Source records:
[Start of section]
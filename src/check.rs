//! `mail-bridge check`: sanity report over a configuration file.

use std::fmt;

use crate::config::{BridgeConfig, non_empty};
use crate::fetchmail::{self, RunControl};
use crate::vault::Vault;

#[derive(Debug, Clone, Copy, PartialEq, Eq)]
pub enum Severity {
    Info,
    Warning,
    /// Blocks a working setup; `check` exits non-zero.
    Error,
}

#[derive(Debug, Clone)]
pub struct Finding {
    pub severity: Severity,
    pub message: String,
}

impl fmt::Display for Finding {
    fn fmt(&self, f: &mut fmt::Formatter<'_>) -> fmt::Result {
        let tag = match self.severity {
            Severity::Info => "ok",
            Severity::Warning => "warn",
            Severity::Error => "error",
        };
        write!(f, "[{tag}] {}", self.message)
    }
}

#[derive(Debug)]
pub struct CheckReport {
    pub accounts: usize,
    pub enabled_accounts: usize,
    pub rules: usize,
    pub findings: Vec<Finding>,
    /// Dry-run of run-control generation.
    pub run_control: RunControl,
}

impl CheckReport {
    pub fn has_errors(&self) -> bool {
        self.findings.iter().any(|f| f.severity == Severity::Error)
    }
}

impl fmt::Display for CheckReport {
    fn fmt(&self, f: &mut fmt::Formatter<'_>) -> fmt::Result {
        writeln!(
            f,
            "Accounts: {} ({} enabled)",
            self.accounts, self.enabled_accounts
        )?;
        writeln!(f, "Filter rules: {}", self.rules)?;
        for finding in &self.findings {
            writeln!(f, "{finding}")?;
        }
        write!(
            f,
            "fetchmailrc dry-run: {} account(s) written, {} skipped",
            self.run_control.written.len(),
            self.run_control.skipped.len()
        )
    }
}

/// Inspect `config`. `env_is_set` answers whether a variable exists in the
/// environment fetchmail will run with.
pub fn check(
    config: &BridgeConfig,
    vault: &Vault,
    mda_command: &str,
    env_is_set: impl Fn(&str) -> bool,
) -> CheckReport {
    let mut findings = Vec::new();
    let mut push = |severity, message: String| findings.push(Finding { severity, message });

    for account in &config.accounts {
        let name = account.label().escape_debug();
        let missing = account.missing_fields();
        match (account.enabled, missing.is_empty()) {
            (true, false) => push(
                Severity::Error,
                format!("account '{name}' is missing: {}", missing.join(", ")),
            ),
            (false, false) => push(
                Severity::Warning,
                format!("disabled account '{name}' is missing: {}", missing.join(", ")),
            ),
            (_, true) => {}
        }

        if let Some(env) = non_empty(&account.password_env) {
            if !env_is_set(env) {
                push(
                    Severity::Warning,
                    format!("account '{name}': environment variable {env} is not set"),
                );
            }
        } else if let Some(token) = non_empty(&account.encrypted_password) {
            if vault.decrypt(token).is_err() {
                push(
                    Severity::Error,
                    format!(
                        "account '{name}': stored password cannot be decrypted with the current key"
                    ),
                );
            }
        }

        let unsafe_fields = account.unsafe_fields();
        if !unsafe_fields.is_empty() {
            push(
                Severity::Error,
                format!(
                    "account '{name}': {} cannot be written to the run-control file",
                    unsafe_fields.join(", ")
                ),
            );
        }

        if missing.is_empty() && unsafe_fields.is_empty() && account.enabled {
            push(Severity::Info, format!("account '{name}' looks complete"));
        }
    }

    for rule in &config.filter_rules {
        if rule.conditions.is_empty() {
            push(
                Severity::Warning,
                format!("rule '{}' has no conditions and matches every message", rule.name),
            );
        }
        if rule.action.is_empty() {
            push(
                Severity::Warning,
                format!("rule '{}' has no action and only stops later rules", rule.name),
            );
        }
    }

    let run_control = fetchmail::render(config, mda_command);

    CheckReport {
        accounts: config.accounts.len(),
        enabled_accounts: config.accounts.iter().filter(|a| a.enabled).count(),
        rules: config.filter_rules.len(),
        findings,
        run_control,
    }
}
//! Delivery pipeline for one inbound message.
//!
//! `fetchmail` hands each retrieved message to `mail-bridge deliver <user>`:
//! 1. `MailMessage::parse()`: subject, from, first text/plain body
//! 2. `RulesEngine::evaluate()`: first matching rule decides the folder
//! 3. `WebhookNotifier`: optional push notification
//! 4. `LdaAgent`: hand-off to `dovecot-lda`

pub mod deliver;
pub mod message;
pub mod notify;
pub mod processor;
pub mod rules;
pub mod types;

pub use deliver::{DeliveryAgent, LdaAgent};
pub use message::MailMessage;
pub use notify::{Notifier, PushNotification, WebhookNotifier};
pub use processor::{MessageProcessor, ProcessedMessage};
pub use rules::{RulesEngine, route};
pub use types::RoutingDecision;
//! Message processor: routes one inbound message and hands it to delivery.
//!
//! Flow:
//! 1. Rules engine → routing decision (never fails)
//! 2. Annotate headers
//! 3. Push notification, if the decision asks for one (failures only logged)
//! 4. Delivery agent → non-zero exit is surfaced to the caller

use std::sync::Arc;

use chrono::{DateTime, Utc};
use tracing::{info, warn};

use crate::config::BridgeConfig;
use crate::error::DeliveryError;
use crate::pipeline::deliver::{DeliveryAgent, annotate};
use crate::pipeline::message::MailMessage;
use crate::pipeline::notify::{Notifier, PushNotification, WebhookNotifier};
use crate::pipeline::rules::RulesEngine;
use crate::pipeline::types::RoutingDecision;

/// Outcome of a successful delivery.
#[derive(Debug, Clone)]
pub struct ProcessedMessage {
    pub decision: RoutingDecision,
    /// Whether a push notification was sent successfully.
    pub notified: bool,
    pub processed_at: DateTime<Utc>,
}

pub struct MessageProcessor {
    rules: RulesEngine,
    notifier: Option<Arc<dyn Notifier>>,
    agent: Arc<dyn DeliveryAgent>,
}

impl MessageProcessor {
    pub fn new(
        rules: RulesEngine,
        notifier: Option<Arc<dyn Notifier>>,
        agent: Arc<dyn DeliveryAgent>,
    ) -> Self {
        Self {
            rules,
            notifier,
            agent,
        }
    }

    /// Build from a loaded configuration: its rules and webhook settings.
    pub fn from_config(config: &BridgeConfig, agent: Arc<dyn DeliveryAgent>) -> Self {
        let notifier = WebhookNotifier::from_settings(&config.settings.push_notifications)
            .map(|n| Arc::new(n) as Arc<dyn Notifier>);
        Self::new(RulesEngine::new(&config.filter_rules), notifier, agent)
    }

    /// Route `message` for mailbox `user` and deliver it.
    pub async fn process(
        &self,
        user: &str,
        message: &MailMessage,
    ) -> Result<ProcessedMessage, DeliveryError> {
        let decision = self.rules.evaluate(message);
        info!(user = %user, folder = %decision.folder, "Processing email");

        let processed_at = Utc::now();
        let annotated = annotate(&message.raw, &decision, processed_at);

        let notified = if decision.push_notify {
            self.send_notification(&decision).await
        } else {
            false
        };

        self.agent
            .deliver(user, &decision.folder, &annotated)
            .await?;

        Ok(ProcessedMessage {
            decision,
            notified,
            processed_at,
        })
    }

    async fn send_notification(&self, decision: &RoutingDecision) -> bool {
        let Some(notifier) = &self.notifier else {
            return false;
        };
        let notification = PushNotification::new(&decision.push_title, &decision.push_body);
        match notifier.notify(&notification).await {
            Ok(()) => true,
            Err(e) => {
                warn!("Failed to send push notification: {e}");
                false
            }
        }
    }
}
[End of section]
→ Problem details
Print precisely the lines from the one with "info!(user = %user, folder" through the end of the data above, adding nothing.

→ Written reply
        info!(user = %user, folder = %decision.folder, "Processing email");

        let processed_at = Utc::now();
        let annotated = annotate(&message.raw, &decision, processed_at);

        let notified = if decision.push_notify {
            self.send_notification(&decision).await
        } else {
            false
        };

        self.agent
            .deliver(user, &decision.folder, &annotated)
            .await?;

        Ok(ProcessedMessage {
            decision,
            notified,
            processed_at,
        })
    }

    async fn send_notification(&self, decision: &RoutingDecision) -> bool {
        let Some(notifier) = &self.notifier else {
            return false;
        };
        let notification = PushNotification::new(&decision.push_title, &decision.push_body);
        match notifier.notify(&notification).await {
            Ok(()) => true,
            Err(e) => {
                warn!("Failed to send push notification: {e}");
                false
            }
        }
    }
}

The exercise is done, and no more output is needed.